Come deve cambiare la scuola durante e dopo la pandemia?

“È necessario uno sforzo enorme. Quello che io vedo oggi è una scuola molto preoccupata, quasi paralizzata dal problema di come tornare in aula in sicurezza. È un atteggiamento che non riguarda solo la ministra dell’Istruzione, ma che percepisco in tutto il mondo degli adulti che oggi si chiede: ‘Che ne sarà dei nostri ragazzi?’ Dobbiamo metterci a pensare, trovare delle risposte, ascoltare i ragazzi perché in molti casi loro delle risposte le hanno già. Dobbiamo creare delle iniziative, degli hackathon, riconoscendo loro il ruolo di co-progettatori. Possiamo usare dei giochi che loro conoscono, da Minecraft a Fortnite, per creare progetti formativi. Dobbiamo provare a costruire anche delle reti emotive, non solo legate all’apprendimento. Questo vuol dire valutare tutta una serie di opportunità mettendoci ad ascoltare molto di più i ragazzi”.

Che tipo di attività ha in mente per questi mesi primaverili ed estivi?

“Penso a iniziative collettive in strutture pubbliche e dell’associazionismo. È necessario iniziare subito, già nei prossimi mesi: se la scuola resta chiusa, bisogna trovare il modo di offrire ai ragazzi attività educative, sociali e sportive, con la dovuta e necessaria distanza di sicurezza. Il digitale resta uno strumento fondamentale, ma dobbiamo iniziare a ridare senso al rapporto emotivo e relazionale tra le persone. Per i mesi a venire immagino attività e iniziative in tutta Italia che possano essere occasioni di incontro e di immaginazione del futuro.

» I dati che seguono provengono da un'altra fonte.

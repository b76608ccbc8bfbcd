//! # AssignPay API Server Library
//!
//! HTTP surface for signing in, submitting an assignment with a simulated
//! payment, and reading back what was recorded.
//!
//! ## Modules
//!
//! - `app`: Application state and router builder
//! - `config`: Configuration from the environment
//! - `error`: Error handling and HTTP response mapping
//! - `middleware`: Security headers and the one-submission-per-user guard
//! - `routes`: API route handlers

pub mod app;
pub mod config;
pub mod error;
pub mod middleware;
pub mod routes;
/// PostgreSQL-backed store
///
/// Thin adapter from the store traits onto the sqlx model functions. Each
/// call is its own statement; nothing here opens a transaction, so the
/// assignment and payment writes of one submission are independent commits.

use async_trait::async_trait;
use sqlx::PgPool;
use tracing::debug;
use uuid::Uuid;

use super::{StoreError, SubmissionStore, UserStore};
use crate::db::pool::health_check;
use crate::models::assignment::{Assignment, CreateAssignment};
use crate::models::payment::{CreatePayment, Payment};
use crate::models::user::{CreateUser, User};

/// Store backed by a PostgreSQL pool
#[derive(Debug, Clone)]
pub struct PgStore {
    pool: PgPool,
}

impl PgStore {
    pub fn new(pool: PgPool) -> Self {
        Self { pool }
    }

    pub fn pool(&self) -> &PgPool {
        &self.pool
    }
}

#[async_trait]
impl SubmissionStore for PgStore {
    async fn insert_assignment(&self, data: CreateAssignment) -> Result<Assignment, StoreError> {
        let assignment = Assignment::create(&self.pool, data).await?;
        debug!(assignment_id = %assignment.id, "Inserted assignment");
        Ok(assignment)
    }

    async fn insert_payment(&self, data: CreatePayment) -> Result<Payment, StoreError> {
        let payment = Payment::create(&self.pool, data).await?;
        debug!(payment_id = %payment.id, assignment_id = %payment.assignment_id, "Inserted payment");
        Ok(payment)
    }

    async fn delete_assignment(&self, id: Uuid) -> Result<bool, StoreError> {
        Ok(Assignment::delete(&self.pool, id).await?)
    }

    async fn find_assignment(&self, id: Uuid) -> Result<Option<Assignment>, StoreError> {
        Ok(Assignment::find_by_id(&self.pool, id).await?)
    }

    async fn list_assignments(&self, user_id: Uuid) -> Result<Vec<Assignment>, StoreError> {
        Ok(Assignment::list_by_user(&self.pool, user_id).await?)
    }

    async fn list_payments(&self, user_id: Uuid) -> Result<Vec<Payment>, StoreError> {
        Ok(Payment::list_by_user(&self.pool, user_id).await?)
    }

    async fn list_payments_for_assignment(
        &self,
        assignment_id: Uuid,
    ) -> Result<Vec<Payment>, StoreError> {
        Ok(Payment::list_by_assignment(&self.pool, assignment_id).await?)
    }

    async fn ping(&self) -> Result<(), StoreError> {
        Ok(health_check(&self.pool).await?)
    }
}

#[async_trait]
impl UserStore for PgStore {
    async fn create_user(&self, data: CreateUser) -> Result<User, StoreError> {
        Ok(User::create(&self.pool, data).await?)
    }

    async fn find_user_by_email(&self, email: &str) -> Result<Option<User>, StoreError> {
        Ok(User::find_by_email(&self.pool, email).await?)
    }

    async fn find_user_by_id(&self, id: Uuid) -> Result<Option<User>, StoreError> {
        Ok(User::find_by_id(&self.pool, id).await?)
    }

    async fn touch_last_login(&self, id: Uuid) -> Result<(), StoreError> {
        User::update_last_login(&self.pool, id).await?;
        Ok(())
    }
}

Non penso a un’estate di vacanza, perché purtroppo non è il momento di fare soste improprie: c’è bisogno di ripartire”.

Ma in quali luoghi, in quali spazi, visto che la scuola non è considerata un luogo sicuro?

“Dobbiamo trovare altri spazi e altre opportunità in cui i ragazzi possano incontrarsi. Ricominciare l’anno scolastico in quelle aule che la stessa ministra ha definito “pollaio” non è certo il massimo. Basta mettere in gioco le risorse che hanno tanti enti locali, religiosi e altri per individuare nuovi spazi che possono essere utili alla comunità dei ragazzi. Il mondo associativo e dello sport popolare ha delle potenzialità notevoli, si tratta di organizzarle per la salute e il benessere di tutti. Va ripensato il nostro modo di vedere il futuro, e va fatto a partire dai bambini e dai ragazzi”.